Check every line below, and copy those that include "config".

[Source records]
++++++++

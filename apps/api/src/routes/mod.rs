pub mod health;

use axum::{
    extract::DefaultBodyLimit,
    routing::{get, post, put},
    Router,
};

use crate::pipeline::handlers;
use crate::state::AppState;

pub fn build_router(state: AppState) -> Router {
    let max_upload = state.config.max_cv_bytes;

    Router::new()
        .route("/health", get(health::health_handler))
        .route("/api/v1/health", get(health::health_handler))
        // Session
        .route("/api/v1/session", get(handlers::handle_get_session))
        .route("/api/v1/session/reset", post(handlers::handle_reset_session))
        .route("/api/v1/session/phase", post(handlers::handle_set_phase))
        .route(
            "/api/v1/session/selection",
            put(handlers::handle_select_candidate),
        )
        // Job description
        .route(
            "/api/v1/job-description/analyze",
            post(handlers::handle_analyze_jd),
        )
        .route(
            "/api/v1/job-description/confirm",
            post(handlers::handle_confirm_jd),
        )
        // Candidates
        .route(
            "/api/v1/candidates/cvs",
            post(handlers::handle_upload_cvs).layer(DefaultBodyLimit::max(max_upload)),
        )
        .route(
            "/api/v1/candidates/partition",
            get(handlers::handle_partition),
        )
        // Phase batches
        .route("/api/v1/screening", post(handlers::handle_screening))
        .route("/api/v1/questions", post(handlers::handle_generate_questions))
        .route("/api/v1/interviews", post(handlers::handle_submit_interviews))
        .route("/api/v1/reports", post(handlers::handle_generate_reports))
        // Reporting views
        .route("/api/v1/reports/chart", get(handlers::handle_chart))
        .route("/api/v1/reports/ranking", get(handlers::handle_ranking))
        .with_state(state)
}

#[cfg(test)]
mod tests {
    use std::sync::Arc;

    use axum::{
        body::{to_bytes, Body},
        http::{header, Method, Request, StatusCode},
    };
    use serde_json::{json, Value};
    use tower::ServiceExt;

    use super::*;
    use crate::config::Config;
    use crate::evaluation::mock::ScriptedEvaluator;
    use crate::models::ScreeningStatus;
    use crate::pipeline::session::SessionStore;

    const BOUNDARY: &str = "shortlist-test-boundary";

    fn app(evaluator: ScriptedEvaluator) -> (Router, SessionStore) {
        let session = SessionStore::new();
        let state = AppState {
            session: session.clone(),
            evaluator: Arc::new(evaluator),
            config: Config::default(),
        };
        (build_router(state), session)
    }

    fn json_request(method: Method, uri: &str, body: Value) -> Request<Body> {
        Request::builder()
            .method(method)
            .uri(uri)
            .header(header::CONTENT_TYPE, "application/json")
            .body(Body::from(body.to_string()))
            .unwrap()
    }

    fn multipart_request(files: &[(&str, &str, &str)]) -> Request<Body> {
        let mut body = String::new();
        for (file_name, media_type, content) in files {
            body.push_str(&format!(
                "--{BOUNDARY}\r\nContent-Disposition: form-data; name=\"files\"; filename=\"{file_name}\"\r\nContent-Type: {media_type}\r\n\r\n{content}\r\n"
            ));
        }
        body.push_str(&format!("--{BOUNDARY}--\r\n"));
        Request::builder()
            .method(Method::POST)
            .uri("/api/v1/candidates/cvs")
            .header(
                header::CONTENT_TYPE,
                format!("multipart/form-data; boundary={BOUNDARY}"),
            )
            .body(Body::from(body))
            .unwrap()
    }

    async fn send(router: &Router, request: Request<Body>) -> (StatusCode, Value) {
        let response = router.clone().oneshot(request).await.unwrap();
        let status = response.status();
        let bytes = to_bytes(response.into_body(), usize::MAX).await.unwrap();
        let body = if bytes.is_empty() {
            Value::Null
        } else {
            serde_json::from_slice(&bytes).unwrap()
        };
        (status, body)
    }

    async fn get_json(router: &Router, uri: &str) -> (StatusCode, Value) {
        let request = Request::builder().uri(uri).body(Body::empty()).unwrap();
        send(router, request).await
    }

    #[tokio::test]
    async fn test_health() {
        let (router, _) = app(ScriptedEvaluator::new());
        let (status, body) = get_json(&router, "/health").await;
        assert_eq!(status, StatusCode::OK);
        assert_eq!(body["status"], "ok");
    }

    #[tokio::test]
    async fn test_initial_session() {
        let (router, _) = app(ScriptedEvaluator::new());
        let (status, body) = get_json(&router, "/api/v1/session").await;
        assert_eq!(status, StatusCode::OK);
        assert_eq!(body["current_phase"], "job_description");
        assert_eq!(body["candidates"], json!([]));
        assert_eq!(body["job_description"], Value::Null);
    }

    #[tokio::test]
    async fn test_batch_in_wrong_phase_is_conflict() {
        let (router, _) = app(ScriptedEvaluator::new());
        let (status, body) = send(
            &router,
            json_request(Method::POST, "/api/v1/screening", json!({})),
        )
        .await;
        assert_eq!(status, StatusCode::CONFLICT);
        assert_eq!(body["error"]["code"], "CONFLICT");
    }

    #[tokio::test]
    async fn test_skipping_ahead_is_conflict() {
        let (router, session) = app(ScriptedEvaluator::new());
        let (status, _) = send(
            &router,
            json_request(
                Method::POST,
                "/api/v1/session/phase",
                json!({"phase": "report"}),
            ),
        )
        .await;
        assert_eq!(status, StatusCode::CONFLICT);
        assert_eq!(
            session.snapshot().await.current_phase,
            crate::pipeline::phase::Phase::JobDescription
        );
    }

    #[tokio::test]
    async fn test_job_description_to_screening_over_http() {
        let evaluator = ScriptedEvaluator::new()
            .with_cv("ada.pdf", "Ada Lovelace")
            .with_cv("bob.txt", "Bob Stone")
            .with_screening("Ada Lovelace", 80.0, ScreeningStatus::Qualified)
            .with_screening("Bob Stone", 40.0, ScreeningStatus::Disqualified);
        let (router, _) = app(evaluator);

        let (status, draft) = send(
            &router,
            json_request(
                Method::POST,
                "/api/v1/job-description/analyze",
                json!({"text": "Senior data engineer"}),
            ),
        )
        .await;
        assert_eq!(status, StatusCode::OK);
        assert_eq!(draft["rubric"].as_array().unwrap().len(), 4);

        let (status, session) = send(
            &router,
            json_request(Method::POST, "/api/v1/job-description/confirm", draft.clone()),
        )
        .await;
        assert_eq!(status, StatusCode::OK);
        assert_eq!(session["current_phase"], "cv_scanning");

        let (status, _) = send(
            &router,
            json_request(Method::POST, "/api/v1/job-description/confirm", draft),
        )
        .await;
        assert_eq!(status, StatusCode::CONFLICT);

        let (status, scan) = send(
            &router,
            multipart_request(&[
                ("ada.pdf", "application/pdf", "%PDF-1.4"),
                ("bob.txt", "text/plain", "Bob Stone, analyst"),
            ]),
        )
        .await;
        assert_eq!(status, StatusCode::OK);
        assert_eq!(scan["parsed"], 2);

        let (status, outcome) = send(
            &router,
            json_request(Method::POST, "/api/v1/screening", json!({})),
        )
        .await;
        assert_eq!(status, StatusCode::OK);
        assert_eq!(outcome["attempted"], 2);
        assert_eq!(outcome["updated"], 2);
        assert_eq!(outcome["failures"], json!([]));

        let (status, partition) = get_json(&router, "/api/v1/candidates/partition").await;
        assert_eq!(status, StatusCode::OK);
        assert_eq!(partition["qualified"][0]["profile"]["name"], "Ada Lovelace");
        assert_eq!(partition["disqualified"][0]["profile"]["name"], "Bob Stone");
    }

    #[tokio::test]
    async fn test_upload_with_no_parsable_cv_is_bad_gateway() {
        let (router, session) = app(ScriptedEvaluator::new());
        session
            .set_job_description(crate::models::JobDescription {
                text: "Analyst".to_string(),
                rubric: crate::evaluation::mock::standard_rubric(),
            })
            .await;
        session
            .set_phase(crate::pipeline::phase::Phase::CvScanning)
            .await;

        let (status, body) = send(
            &router,
            multipart_request(&[("unknown.pdf", "application/pdf", "%PDF-1.4")]),
        )
        .await;

        assert_eq!(status, StatusCode::BAD_GATEWAY);
        assert_eq!(body["error"]["code"], "BATCH_FAILED");
        assert_eq!(body["error"]["failures"][0]["name"], "unknown.pdf");
        assert_eq!(body["error"]["failures"][0]["kind"], "declined");
        assert!(session.snapshot().await.candidates.is_empty());
    }
}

++++++++

§ **Task solution**
    let max_upload = state.config.max_cv_bytes;
    use crate::config::Config;
            config: Config::default(),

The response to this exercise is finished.